De Kooning started Woman-Ochre, an extension of his earlier Woman series, in 1954 while living in the Manhattan neighborhood of Greenwich Village along with other artists and intellectuals of the New York School. He finished it the following year.

Like the other paintings in the series, it depicted a female figure, recognizable albeit highly stylized into abstract shapes. They were controversial both among de Kooning's fellow artists and critics. The former, especially Jackson Pollock, felt the artist had been unable to sustain abstract expressionism's goal of pure painting by resorting to what was still recognizably figurative art.

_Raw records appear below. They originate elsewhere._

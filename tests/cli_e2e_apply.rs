//! End-to-end tests for the `apply` command.
//!
//! Every test builds local upstream repositories, so they need a `git`
//! binary but no network access.

mod common;
use common::prelude::*;

fn platform(fixture: &CastorFixture) -> Upstream {
    fixture.upstream(
        "platform",
        &[
            ("index.php", "<?php // platform"),
            ("themes/.gitkeep", ""),
            ("config/settings.php", "<?php // default settings"),
        ],
    )
}

fn theme(fixture: &CastorFixture) -> Upstream {
    fixture.upstream("theme", &[("style.css", "body { color: black; }")])
}

#[test]
fn test_apply_nested_entry_wins_regardless_of_order() {
    if skip_without_git() {
        return;
    }
    let fixture = CastorFixture::new();
    let platform = platform(&fixture);
    let theme = theme(&fixture);

    // Nested entry declared first
    fixture.write_manifest(&manifest_of(&[
        git_entry("/themes/x", &theme, "main"),
        git_entry("/", &platform, "main"),
    ]));

    fixture
        .command()
        .arg("apply")
        .assert()
        .success()
        .stdout(predicate::str::contains("[OK] Applied successfully"));

    assert_eq!(fixture.read("lodge/index.php"), "<?php // platform");
    assert_eq!(
        fixture.read("lodge/themes/x/style.css"),
        "body { color: black; }"
    );
    assert_eq!(git(&fixture.lodge().join("themes/x"), &["rev-parse", "HEAD"]), theme.head());
}

#[test]
fn test_apply_is_idempotent() {
    if skip_without_git() {
        return;
    }
    let fixture = CastorFixture::new();
    let platform = platform(&fixture);
    let theme = theme(&fixture);
    fixture.write("files/settings.php", "<?php // production");
    fixture.write_manifest(&manifest_of(&[
        git_entry("/", &platform, "main"),
        git_entry("/themes/x", &theme, "main"),
        file_entry("/config/settings.php", "files/settings.php"),
    ]));

    fixture.command().arg("apply").assert().success();
    fixture.command().arg("apply").assert().success();

    assert_eq!(
        fixture.read("lodge/config/settings.php"),
        "<?php // production"
    );
    assert_eq!(git(&fixture.lodge(), &["rev-parse", "HEAD"]), platform.head());

    // Nested targets are excluded from the enclosing checkout
    let exclude = fixture.read("lodge/.git/info/exclude");
    assert!(exclude.lines().any(|l| l == "/themes/x"));
    assert!(exclude.lines().any(|l| l == "/config/settings.php"));
    let untracked = git(&fixture.lodge(), &["status", "--porcelain", "--untracked-files=all"]);
    assert!(
        !untracked.contains("themes/x"),
        "unexpected status: {}",
        untracked
    );
}

#[test]
fn test_apply_moves_overlaid_checkout_to_new_commit() {
    if skip_without_git() {
        return;
    }
    let fixture = CastorFixture::new();
    let platform = platform(&fixture);
    let first = platform.head();
    fixture.write("files/settings.php", "<?php // production");
    fixture.write_manifest(&manifest_of(&[
        git_entry("/", &platform, &first),
        file_entry("/config/settings.php", "files/settings.php"),
    ]));
    fixture.command().arg("apply").assert().success();

    let second = platform.commit(
        &[
            ("index.php", "<?php // platform v2"),
            ("config/settings.php", "<?php // new defaults"),
        ],
        "v2",
    );
    fixture.write_manifest(&manifest_of(&[
        git_entry("/", &platform, &second),
        file_entry("/config/settings.php", "files/settings.php"),
    ]));

    fixture.command().arg("apply").assert().success();

    assert_eq!(fixture.read("lodge/index.php"), "<?php // platform v2");
    assert_eq!(
        fixture.read("lodge/config/settings.php"),
        "<?php // production"
    );
    assert_eq!(git(&fixture.lodge(), &["rev-parse", "HEAD"]), second);
}

#[test]
fn test_apply_branch_follows_remote() {
    if skip_without_git() {
        return;
    }
    let fixture = CastorFixture::new();
    let theme = theme(&fixture);
    fixture.write_manifest(&manifest_of(&[git_entry("/", &theme, "main")]));
    fixture.command().arg("apply").assert().success();

    let next = theme.commit(&[("style.css", "body { color: red; }")], "red");
    fixture.command().arg("apply").assert().success();

    assert_eq!(git(&fixture.lodge(), &["rev-parse", "HEAD"]), next);
    assert_eq!(fixture.read("lodge/style.css"), "body { color: red; }");
}

#[test]
fn test_apply_refuses_to_discard_local_changes() {
    if skip_without_git() {
        return;
    }
    let fixture = CastorFixture::new();
    let theme = theme(&fixture);
    fixture.write_manifest(&manifest_of(&[git_entry("/", &theme, "main")]));
    fixture.command().arg("apply").assert().success();

    fixture.write("lodge/style.css", "body { color: hotpink; }");
    let next = theme.commit(&[("style.css", "body { color: red; }")], "red");
    fixture.write_manifest(&manifest_of(&[git_entry("/", &theme, &next)]));

    fixture
        .command()
        .arg("apply")
        .assert()
        .code(1)
        .stdout(predicate::str::contains("[ERR] Apply failed"))
        .stderr(predicate::str::contains("Refusing to touch"))
        .stderr(predicate::str::contains("style.css"));

    assert_eq!(fixture.read("lodge/style.css"), "body { color: hotpink; }");
}

#[test]
fn test_apply_refuses_foreign_directory() {
    if skip_without_git() {
        return;
    }
    let fixture = CastorFixture::new();
    let theme = theme(&fixture);
    fixture.write("lodge/themes/x/notes.txt", "mine");
    fixture.write_manifest(&manifest_of(&[git_entry("/themes/x", &theme, "main")]));

    fixture
        .command()
        .arg("apply")
        .assert()
        .code(1)
        .stderr(predicate::str::contains("not a git checkout"));

    assert_eq!(fixture.read("lodge/themes/x/notes.txt"), "mine");
}

#[test]
fn test_apply_refuses_nested_target_tracked_by_enclosing_checkout() {
    if skip_without_git() {
        return;
    }
    let fixture = CastorFixture::new();
    let platform = fixture.upstream(
        "platform",
        &[
            ("index.php", "<?php // platform"),
            ("themes/x/style.css", "body { color: gray; }"),
        ],
    );
    let theme = theme(&fixture);
    fixture.write_manifest(&manifest_of(&[
        git_entry("/", &platform, "main"),
        git_entry("/themes/x", &theme, "main"),
    ]));

    fixture
        .command()
        .arg("apply")
        .assert()
        .code(1)
        .stderr(predicate::str::contains("Entry /themes/x failed during apply"))
        .stderr(predicate::str::contains("the checkout at / tracks files there"));

    // The enclosing checkout is untouched and no clone was made
    assert_eq!(fixture.read("lodge/themes/x/style.css"), "body { color: gray; }");
    assert!(!fixture.lodge().join("themes/x/.git").exists());
}

#[test]
fn test_apply_unknown_revision() {
    if skip_without_git() {
        return;
    }
    let fixture = CastorFixture::new();
    let theme = theme(&fixture);
    fixture.write_manifest(&manifest_of(&[git_entry("/", &theme, "v9.9.9")]));

    fixture
        .command()
        .arg("apply")
        .assert()
        .code(1)
        .stderr(predicate::str::contains("Revision 'v9.9.9' not found"));
}

#[test]
fn test_apply_stops_at_failing_entry() {
    if skip_without_git() {
        return;
    }
    let fixture = CastorFixture::new();
    let platform = platform(&fixture);
    let theme = theme(&fixture);
    fixture.write_manifest(&manifest_of(&[
        git_entry("/", &platform, "main"),
        file_entry("/etc/motd", "files/missing-motd"),
        git_entry("/themes/x", &theme, "main"),
    ]));

    fixture
        .command()
        .arg("apply")
        .assert()
        .code(1)
        .stderr(predicate::str::contains("Entry /etc/motd failed during apply"));

    // The first entry stays, the third is never attempted
    assert!(fixture.lodge().join("index.php").is_file());
    assert!(!fixture.lodge().join("themes/x/style.css").exists());
}

#[cfg(unix)]
#[test]
fn test_apply_exec_post_freeze_runs_in_lodge() {
    if skip_without_git() {
        return;
    }
    let fixture = CastorFixture::new();
    let theme = theme(&fixture);
    let entry = serde_json::json!({
        "target": "/themes/x",
        "type": "git",
        "repo": theme.url(),
        "version": "main",
        "post_freeze": ["printf '%s %s' \"$CASTOR_PHASE\" \"$CASTOR_TARGET\" > built.txt"]
    });
    fixture.write_manifest(&manifest_of(&[entry.to_string()]));

    fixture.command().arg("apply").assert().success();
    assert!(!fixture.lodge().join("themes/x/built.txt").exists());

    fixture
        .command()
        .args(["apply", "--exec-post-freeze"])
        .assert()
        .success();
    assert_eq!(fixture.read("lodge/themes/x/built.txt"), "apply /themes/x");
}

John Elderfield, who curated a 2011-2012 de Kooning retrospective at the Museum of Modern Art in New York, says that the series' power stems from its use of the thick brushes and broad strokes associated with Venetian painting juxtaposed with its subject matter: "He was using traditional techniques to make alarmingly modern paintings, and I think this hybrid quality made people uncomfortable."

From outside the arts community, critic Emily Genauer attacked the works from a feminist perspective, calling them misogynistic depictions of women being tortured. De Kooning's comments on the paintings did not allay that criticism. "Women irritate me sometimes", he said. "I painted that irritation in the 'Woman' series." His wife Elaine said her mother-in-law, not she, was the inspiration.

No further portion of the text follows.